(Saved entries)
<<<<

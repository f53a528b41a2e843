//! Backend child process: spawn, output draining, exit watching, termination.

use crate::server::{LaunchSpec, ServerError, ServerResult, StderrBuffer};

use std::panic::Location;
use std::path::Path;
use std::process::{ExitStatus, Stdio};
use std::time::Duration;

use chrono::{DateTime, Utc};
use error_location::ErrorLocation;
use futures::StreamExt;
use tokio::io::AsyncRead;
use tokio::sync::{mpsc, oneshot, watch};
use tokio_util::codec::{FramedRead, LinesCodec, LinesCodecError};
use tracing::{debug, info, warn};
use uuid::Uuid;

/// Longest output line kept; the rest of an over-long line is discarded.
const MAX_LINE_BYTES: usize = 8 * 1024;
/// How long to wait for the OS to reap a force-killed child.
const FORCE_KILL_WAIT: Duration = Duration::from_secs(2);
/// How long after exit to keep reading stderr that is still buffered in the pipe.
const STDERR_FLUSH_WAIT: Duration = Duration::from_millis(500);

/// How a backend process ended.
#[derive(Debug, Clone, Copy, PartialEq, Eq)]
pub struct ExitInfo {
    pub code: Option<i32>,
    pub signal: Option<i32>,
}

impl ExitInfo {
    pub fn from_status(status: ExitStatus) -> Self {
        #[cfg(unix)]
        let signal = {
            use std::os::unix::process::ExitStatusExt;
            status.signal()
        };
        #[cfg(not(unix))]
        let signal = None;

        Self {
            code: status.code(),
            signal,
        }
    }

    pub fn is_clean(&self) -> bool {
        self.code == Some(0)
    }
}

/// Exit notification delivered to the supervisor.
#[derive(Debug, Clone, Copy, PartialEq, Eq)]
pub struct ProcessExit {
    pub lifecycle: Uuid,
    pub exit: ExitInfo,
}

#[derive(Debug, Clone, Copy, PartialEq, Eq)]
pub enum ProcessState {
    Starting,
    Running,
    Exited(ExitInfo),
    Killed,
}

/// Handle to the one live backend process.
///
/// The child itself is owned by the exit watcher task. Dropping the handle
/// without calling [`BackendProcess::terminate`] still kills the child.
pub struct BackendProcess {
    lifecycle: Uuid,
    pid: u32,
    started_at: DateTime<Utc>,
    state: ProcessState,
    stderr: StderrBuffer,
    exit_rx: watch::Receiver<Option<ExitInfo>>,
    kill_tx: Option<oneshot::Sender<()>>,
}

impl BackendProcess {
    /// Spawn the backend described by `launch`.
    ///
    /// The executable is checked before spawning so a bad install surfaces as
    /// `BinaryNotFound`/`NotExecutable` rather than an opaque OS error.
    pub fn start(
        launch: &LaunchSpec,
        stderr_capacity: usize,
        exit_tx: mpsc::Sender<ProcessExit>,
    ) -> ServerResult<Self> {
        preflight(&launch.command)?;

        let lifecycle = Uuid::new_v4();
        let mut cmd = tokio::process::Command::new(&launch.command);
        cmd.args(&launch.args)
            .envs(&launch.env)
            .stdin(Stdio::null())
            .stdout(Stdio::piped())
            .stderr(Stdio::piped())
            .kill_on_drop(true);

        if let Some(dir) = &launch.working_dir {
            cmd.current_dir(dir);
        }

        // Own process group, so the PyInstaller bootloader and its worker are signalled together
        #[cfg(unix)]
        {
            unsafe {
                cmd.pre_exec(|| {
                    libc::setsid();
                    Ok(())
                });
            }
        }

        #[cfg(windows)]
        {
            use windows_sys::Win32::System::Threading::CREATE_NEW_PROCESS_GROUP;
            cmd.creation_flags(CREATE_NEW_PROCESS_GROUP);
        }

        let mut child = cmd.spawn().map_err(|source| ServerError::ProcessSpawn {
            path: launch.command.clone(),
            source,
            location: ErrorLocation::from(Location::caller()),
        })?;

        let Some(pid) = child.id() else {
            return Err(ServerError::ProcessSpawn {
                path: launch.command.clone(),
                source: std::io::Error::other("spawned backend has no PID"),
                location: ErrorLocation::from(Location::caller()),
            });
        };
        info!(
            %lifecycle,
            "Spawned backend {} with PID {pid}",
            launch.command.display()
        );

        let stderr = StderrBuffer::new(stderr_capacity);

        if let Some(out) = child.stdout.take() {
            tokio::spawn(drain_lines(out, move |line| {
                info!(target: "backend", %lifecycle, "{line}");
            }));
        }

        let stderr_drain = child.stderr.take().map(|err| {
            let buffer = stderr.clone();
            tokio::spawn(drain_lines(err, move |line| {
                info!(target: "backend", %lifecycle, stream = "stderr", "{line}");
                buffer.push_line(line);
            }))
        });

        let (exit_watch_tx, exit_rx) = watch::channel(None);
        let (kill_tx, kill_rx) = oneshot::channel::<()>();

        tokio::spawn(async move {
            let status = tokio::select! {
                status = child.wait() => status,
                // Explicit kill request, or the handle was dropped
                _ = kill_rx => {
                    if let Err(e) = child.start_kill() {
                        debug!(%lifecycle, "start_kill failed: {e}");
                    }
                    child.wait().await
                }
            };

            let exit = match status {
                Ok(status) => ExitInfo::from_status(status),
                Err(e) => {
                    warn!(%lifecycle, "Failed to wait for backend: {e}");
                    ExitInfo {
                        code: None,
                        signal: None,
                    }
                }
            };

            // Exit classification reads the buffer, so let the last lines land first
            if let Some(drain) = stderr_drain
                && tokio::time::timeout(STDERR_FLUSH_WAIT, drain).await.is_err()
            {
                debug!(%lifecycle, "stderr still open after exit");
            }

            info!(%lifecycle, "Backend exited: code={:?} signal={:?}", exit.code, exit.signal);
            let _ = exit_watch_tx.send(Some(exit));
            let _ = exit_tx.send(ProcessExit { lifecycle, exit }).await;
        });

        Ok(Self {
            lifecycle,
            pid,
            started_at: Utc::now(),
            state: ProcessState::Starting,
            stderr,
            exit_rx,
            kill_tx: Some(kill_tx),
        })
    }

    pub fn lifecycle(&self) -> Uuid {
        self.lifecycle
    }

    pub fn pid(&self) -> u32 {
        self.pid
    }

    pub fn started_at(&self) -> DateTime<Utc> {
        self.started_at
    }

    pub fn state(&self) -> ProcessState {
        self.state
    }

    pub fn stderr(&self) -> &StderrBuffer {
        &self.stderr
    }

    pub fn mark_running(&mut self) {
        if self.state == ProcessState::Starting {
            self.state = ProcessState::Running;
        }
    }

    pub fn mark_exited(&mut self, exit: ExitInfo) {
        if self.state != ProcessState::Killed {
            self.state = ProcessState::Exited(exit);
        }
    }

    /// Exit info if the watcher has already confirmed exit.
    pub fn try_exit(&self) -> Option<ExitInfo> {
        *self.exit_rx.borrow()
    }

    /// Wait until the exit watcher confirms the process is gone.
    pub async fn wait_exit(&mut self) -> Option<ExitInfo> {
        match self.exit_rx.wait_for(Option::is_some).await {
            Ok(exit) => *exit,
            Err(_) => None,
        }
    }

    /// Ask the backend to stop, force-killing it after `grace`.
    pub async fn terminate(&mut self, grace: Duration) -> ServerResult<ExitInfo> {
        if let Some(exit) = self.try_exit() {
            self.mark_exited(exit);
            return Ok(exit);
        }

        info!(lifecycle = %self.lifecycle, "Terminating backend PID {} (grace {grace:?})", self.pid);
        self.request_graceful_stop();

        if let Ok(Some(exit)) = tokio::time::timeout(grace, self.wait_exit()).await {
            self.state = ProcessState::Killed;
            return Ok(exit);
        }

        warn!(lifecycle = %self.lifecycle, "Backend ignored termination, force killing PID {}", self.pid);
        self.force_kill();

        match tokio::time::timeout(FORCE_KILL_WAIT, self.wait_exit()).await {
            Ok(Some(exit)) => {
                self.state = ProcessState::Killed;
                Ok(exit)
            }
            _ => Err(ServerError::ShutdownTimeout {
                grace_ms: u64::try_from((grace + FORCE_KILL_WAIT).as_millis()).unwrap_or(u64::MAX),
                location: ErrorLocation::from(Location::caller()),
            }),
        }
    }

    fn request_graceful_stop(&self) {
        #[cfg(unix)]
        {
            use nix::sys::signal::Signal;
            signal_group(self.pid, Signal::SIGTERM);
        }

        #[cfg(windows)]
        {
            use windows_sys::Win32::System::Console::{CTRL_BREAK_EVENT, GenerateConsoleCtrlEvent};

            info!("Sending CTRL_BREAK to pid {}", self.pid);
            unsafe {
                GenerateConsoleCtrlEvent(CTRL_BREAK_EVENT, self.pid);
            }
        }
    }

    fn force_kill(&mut self) {
        #[cfg(unix)]
        {
            use nix::sys::signal::Signal;
            signal_group(self.pid, Signal::SIGKILL);
        }

        #[cfg(windows)]
        {
            std::process::Command::new("taskkill")
                .args(["/T", "/F", "/PID", &self.pid.to_string()])
                .output()
                .ok();
        }

        if let Some(kill_tx) = self.kill_tx.take() {
            let _ = kill_tx.send(());
        }
    }
}

impl std::fmt::Debug for BackendProcess {
    fn fmt(&self, f: &mut std::fmt::Formatter<'_>) -> std::fmt::Result {
        f.debug_struct("BackendProcess")
            .field("lifecycle", &self.lifecycle)
            .field("pid", &self.pid)
            .field("started_at", &self.started_at)
            .field("state", &self.state)
            .finish()
    }
}

/// Check the executable exists and is runnable before handing it to the OS.
pub fn preflight(path: &Path) -> ServerResult<()> {
    let metadata = std::fs::metadata(path).map_err(|_| ServerError::BinaryNotFound {
        path: path.to_path_buf(),
        location: ErrorLocation::from(Location::caller()),
    })?;

    if !metadata.is_file() {
        return Err(ServerError::NotExecutable {
            path: path.to_path_buf(),
            location: ErrorLocation::from(Location::caller()),
        });
    }

    #[cfg(unix)]
    {
        use std::os::unix::fs::PermissionsExt;
        if metadata.permissions().mode() & 0o111 == 0 {
            return Err(ServerError::NotExecutable {
                path: path.to_path_buf(),
                location: ErrorLocation::from(Location::caller()),
            });
        }
    }

    Ok(())
}

/// Send `signal` to the process group led by `pid`.
#[cfg(unix)]
pub(crate) fn signal_group(pid: u32, signal: nix::sys::signal::Signal) {
    use nix::sys::signal::killpg;
    use nix::unistd::Pid;

    debug!("Sending {signal} to process group {pid}");
    if let Err(e) = killpg(Pid::from_raw(pid as i32), signal) {
        debug!("killpg({pid}, {signal}) failed: {e}");
    }
}

/// Drain a child stream line by line without ever blocking the child.
async fn drain_lines<R, F>(stream: R, mut on_line: F)
where
    R: AsyncRead + Unpin,
    F: FnMut(&str),
{
    let mut lines = FramedRead::new(stream, LinesCodec::new_with_max_length(MAX_LINE_BYTES));
    let mut overflowed = false;

    loop {
        match lines.next().await {
            Some(Ok(line)) => on_line(line.trim_end_matches('\r')),
            Some(Err(LinesCodecError::MaxLineLengthExceeded)) => {
                debug!(target: "backend", "Discarded output line longer than {MAX_LINE_BYTES} bytes");
                overflowed = true;
            }
            Some(Err(LinesCodecError::Io(e))) => {
                debug!(target: "backend", "Output stream closed: {e}");
                break;
            }
            // A decode error ends the stream once; the codec keeps discarding
            // the rest of the long line when polled again
            None if overflowed => overflowed = false,
            None => break,
        }
    }
}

>>>>

Show each line in the entries that holds the string "LinesCodecError".

→ **TASK OUTPUT**:
use tokio_util::codec::{FramedRead, LinesCodec, LinesCodecError};
            Some(Err(LinesCodecError::MaxLineLengthExceeded)) => {
            Some(Err(LinesCodecError::Io(e))) => {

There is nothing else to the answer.